【第6回】次世代リーダー育成の取り組み例

本コラムでは、本学の調査結果を読み解きながら、⽇本企業における、「次世代リーダーの選抜型育成」に関する現状を概観してきました。
最終回の今回は次世代リーダーの選抜型育成の取り組み例をご紹介したいと思います。

企業の競争⼒や成⻑⼒を左右する重要課題である「次世代リーダー育成」

今回の調査結果では、次世代リーダーを確保できていない企業が8割弱に達しており、多くの⽇本企業で、将来の組織や事業を牽引する⼈材である「次世代リーダー」が不⾜していることが明らかになりました。
事業機会があってもそれを活かすことができる⼈材が不⾜していては、その機会を捉えることはできません。将来にわたって⽣き残り、成⻑を遂げていくためには、組織の将来を担う次世代リーダーの育成・確保は、⽇本企業の将来の競争⼒や成⻑⼒を左右する喫緊の課題といえるでしょう。

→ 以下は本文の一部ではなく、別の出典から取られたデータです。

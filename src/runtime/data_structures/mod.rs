/// The number stack, the only runtime value space.
pub mod number_stack;

/// The flat cell array that backs variables and allotted storage.
pub mod memory_segment;

/// The dictionary module provides the word dictionary used by the interpreter.
pub mod dictionary;

/// Markers for the control constructs that are currently executing.
pub mod control_stack;
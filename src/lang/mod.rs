/// Module for managing the original source code.
#[macro_use]
pub mod source_buffer;

/// Module for managing the turning of the source code into a list of tokens for further processing.
pub mod tokenizing;

/// Module for defining the instructions and operations the interpreter executes.
pub mod code;

/// Lowering of tokens into instructions, the structure check, and the compilation of colon
/// definitions against the dictionary.
pub mod compilation;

では、どのように取り組むべきなのでしょうか。最終回では具体的な取り組み⽅をご紹介してまいります。

発掘・育成システムを設計する

次世代リーダー育成の効果性・効率性を⾼めるためには、⾃社の目的を踏まえて、発掘・育成システムをあらかじめ設計していく必要があります。
まず重要になるのは、「何のために」「どのようなリーダーを」「いつまでに」「どの程度」育成する必要があるのかを明確にすることです。

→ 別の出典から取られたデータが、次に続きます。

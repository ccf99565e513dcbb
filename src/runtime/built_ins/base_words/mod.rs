/// Words that manipulate the number stack.
mod stack_words;

/// Integer arithmetic.
mod simple_arithmetic_words;

/// Comparison and bitwise logic words.
mod math_logic_and_bit_words;

/// Simple constants.
mod constant_words;

use crate::runtime::{
    built_ins::base_words::{
        constant_words::register_constant_words,
        math_logic_and_bit_words::register_math_logic_and_bit_words,
        simple_arithmetic_words::register_simple_arithmetic_words,
        stack_words::register_stack_words,
    },
    interpreter::Interpreter,
};

/// Called to register all of the core words of the language.
pub fn register_base_words(interpreter: &mut dyn Interpreter) {
    register_stack_words(interpreter);
    register_simple_arithmetic_words(interpreter);
    register_math_logic_and_bit_words(interpreter);
    register_constant_words(interpreter);
}
use crate::{
    add_builtin_word,
    runtime::{data_structures::memory_segment::CELL_SIZE, error, interpreter::Interpreter},
};
use iceoryx2_bb_log::debug;

/// Read the cell at an address.  The address stays on the stack until the read has succeeded.
///
/// Signature: `address -- value`
fn word_fetch(interpreter: &mut dyn Interpreter) -> error::Result<()> {
    interpreter.require("@", 1)?;

    let address = interpreter.stack().peek()?;
    let value = interpreter.memory().fetch(address)?;

    let _ = interpreter.pop()?;
    interpreter.push(value);

    Ok(())
}

/// Signature: `value address -- `
fn word_store(interpreter: &mut dyn Interpreter) -> error::Result<()> {
    interpreter.require("!", 2)?;

    let address = interpreter.stack().peek()?;
    let value = interpreter.stack().pick(1)?;

    interpreter.memory_mut().store(address, value)?;

    let _ = interpreter.pop()?;
    let _ = interpreter.pop()?;

    Ok(())
}

/// Add to the value already in a cell.
///
/// Signature: `n address -- `
fn word_add_store(interpreter: &mut dyn Interpreter) -> error::Result<()> {
    interpreter.require("+!", 2)?;

    let address = interpreter.stack().peek()?;
    let n = interpreter.stack().pick(1)?;
    let value = interpreter.memory().fetch(address)?;

    interpreter.memory_mut().store(address, value.wrapping_add(n))?;

    let _ = interpreter.pop()?;
    let _ = interpreter.pop()?;

    Ok(())
}

/// Print the value at an address.
///
/// Signature: `address -- `
fn word_print_cell(interpreter: &mut dyn Interpreter) -> error::Result<()> {
    interpreter.require("?", 1)?;

    let address = interpreter.stack().peek()?;
    let value = interpreter.memory().fetch(address)?;

    let _ = interpreter.pop()?;
    interpreter.write_output(&format!("{} ", value));

    Ok(())
}

fn word_cells(interpreter: &mut dyn Interpreter) -> error::Result<()> {
    interpreter.require("CELLS", 1)?;

    let count = interpreter.pop()?;
    interpreter.push(count.wrapping_mul(CELL_SIZE));

    Ok(())
}

/// Grow the memory segment by `count` zeroed cells.
///
/// Signature: `count -- `
fn word_allot(interpreter: &mut dyn Interpreter) -> error::Result<()> {
    interpreter.require("ALLOT", 1)?;

    let count = interpreter.stack().peek()?;
    let address = interpreter.memory_mut().allot(count)?;

    let _ = interpreter.pop()?;
    debug!("Allotted {} cells at address {}.", count, address);

    Ok(())
}

fn word_here(interpreter: &mut dyn Interpreter) -> error::Result<()> {
    let here = interpreter.memory().here() as i64;

    interpreter.push(here);

    Ok(())
}

/// Register the words that work with the memory segment.
pub fn register_memory_words(interpreter: &mut dyn Interpreter) {
    add_builtin_word!(
        interpreter,
        "@",
        word_fetch,
        "Read the value of a cell.",
        "address -- value"
    );

    add_builtin_word!(
        interpreter,
        "!",
        word_store,
        "Write a value to a cell.",
        "value address -- "
    );

    add_builtin_word!(interpreter, "+!", word_add_store, "Add a value to a cell.", "n address -- ");

    add_builtin_word!(
        interpreter,
        "?",
        word_print_cell,
        "Print the value of a cell.",
        "address -- "
    );

    add_builtin_word!(
        interpreter,
        "CELLS",
        word_cells,
        "Convert a count of cells to address units.",
        "count -- units"
    );

    add_builtin_word!(
        interpreter,
        "ALLOT",
        word_allot,
        "Reserve count more zeroed cells of memory.",
        "count -- "
    );

    add_builtin_word!(interpreter, "HERE", word_here, "The next free address.", " -- address");
}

図1は考慮すべき要件と育成システムの設計の流れを整理したものです。まず、事業特性やトップの意向、組織の現状などを踏まえながら、求められる⼈材像を定義し、育成⽅針や仕組みを設計していく必要があります。
調査では⼈材像が定義・共有されていない企業が多くを占めましたが、設計の段階でこうした点を明確にしておくことで選抜の妥当性や育成の効果性を⾼めることにつながります。

また、多階層で実施する場合は、全体システムのみならず、各階層における目的を個別に設定し、それぞれのゴールを明確にした上で、選抜の基準や育成内容・⼿段、教育後の配置などの個別施策を設計し、各階層の取り組みを束ねた、全体システムとしての⼀貫性や整合性を担保していく必要があります。加えて、トップマネジメントやライン部門などのステークホルダーと認識をすりあわせ、理解と協⼒を獲得しながら企画・実施の体制を整えていくことも求められます。
 

経営⼈材育成の取り組み例

図2は経営⼈材の育成を目的とした取り組み例です。求める⼈材像を前提に、経営⼈材に求められる能⼒を踏まえて、知⼒・技⼒・⼈⼒の3つの観点から発掘・育成システムを設計しています。
まず、発掘段階では、ラインの評価のみに頼らないよう、多様な⼿段を組み合わせて実施します。

第1段階としては、特性診断や知識テスト、論⽂等のツールを組み合わせて、適性のない⼈材を取り除く、「ネガティブセレクション」を実施して、対象者をある程度絞りこみます。その上で、研修や⾯談等の場⾯を通じた「ポジティブセレクション」によって、さらに育成対象者を絞り込んでいきます。
対象者の⺟数が多い場合は、コスト⾯等も踏まえて多くの⼈材に実施可能な⽅法を選択していく必要があります。前述したとおり、こうした選抜の際には、⾃社の求める⼈材像と、それを踏まえた選抜基準がベースとなります。

育成段階では、「知⼒」については経営管理知識を効率的に習得するために通信研修とケースメソッドを組み合わせて展開し、実践知を⾝につけていきます。
また、「⼈⼒」については、課題図書の読み込みと対話を通じて、リーダーとしてのものの⾒⽅を養うとともに、将来の経営を担う⼈材として、⾃らの志を練り上げていきます。
「技⼒」については、「知⼒」、「⼈⼒」の内容を適⽤しながら、将来経営を担う⼈材の候補者として、事業のアイデアを考え、それを実際の仕組みとして構築していくプロセスを体得していきます。

さらに、1年程度のOff-JTの終了後、対象者の経験や能⼒に応じて、より成⻑を促すための職務にアサインした上で、そのプロセスにおいて効果的な学びが⽣じるよう、⼒量を評価しながら、個別のコーチングも組み込んでいます。
 
取り組みの⼀例をご紹介しましたが、⼤切なことは「他社がどうやっているか」ではなく、冒頭に述べたとおり、「何のために」「どのようなリーダーを」「いつまでに」「どの程度」育成する必要があるのかを明確にした上で、⾃社が求める⼈材を効果的・効率的に育成するための仕組みをしっかりと設計・運⽤することです。
もちろん、最初から完璧な形は難しい場合も多くあります。また、周囲の状況も変化しますので、常に妥当性や効果性を検証しながら⾒直していくことも求められます。

次世代リーダーは促成栽培できるものではありません。また、短期間のOff-JTだけで育成することはできません。⾃社の持続的な成⻑・発展のために将来を⾒据えて、腰を据えた、継続的な取り組みが不可⽋です。

本コラムは今回で終了となります。お読みいただきましてありがとうございました。少しでもみなさまの取り組みの参考になれば幸いです。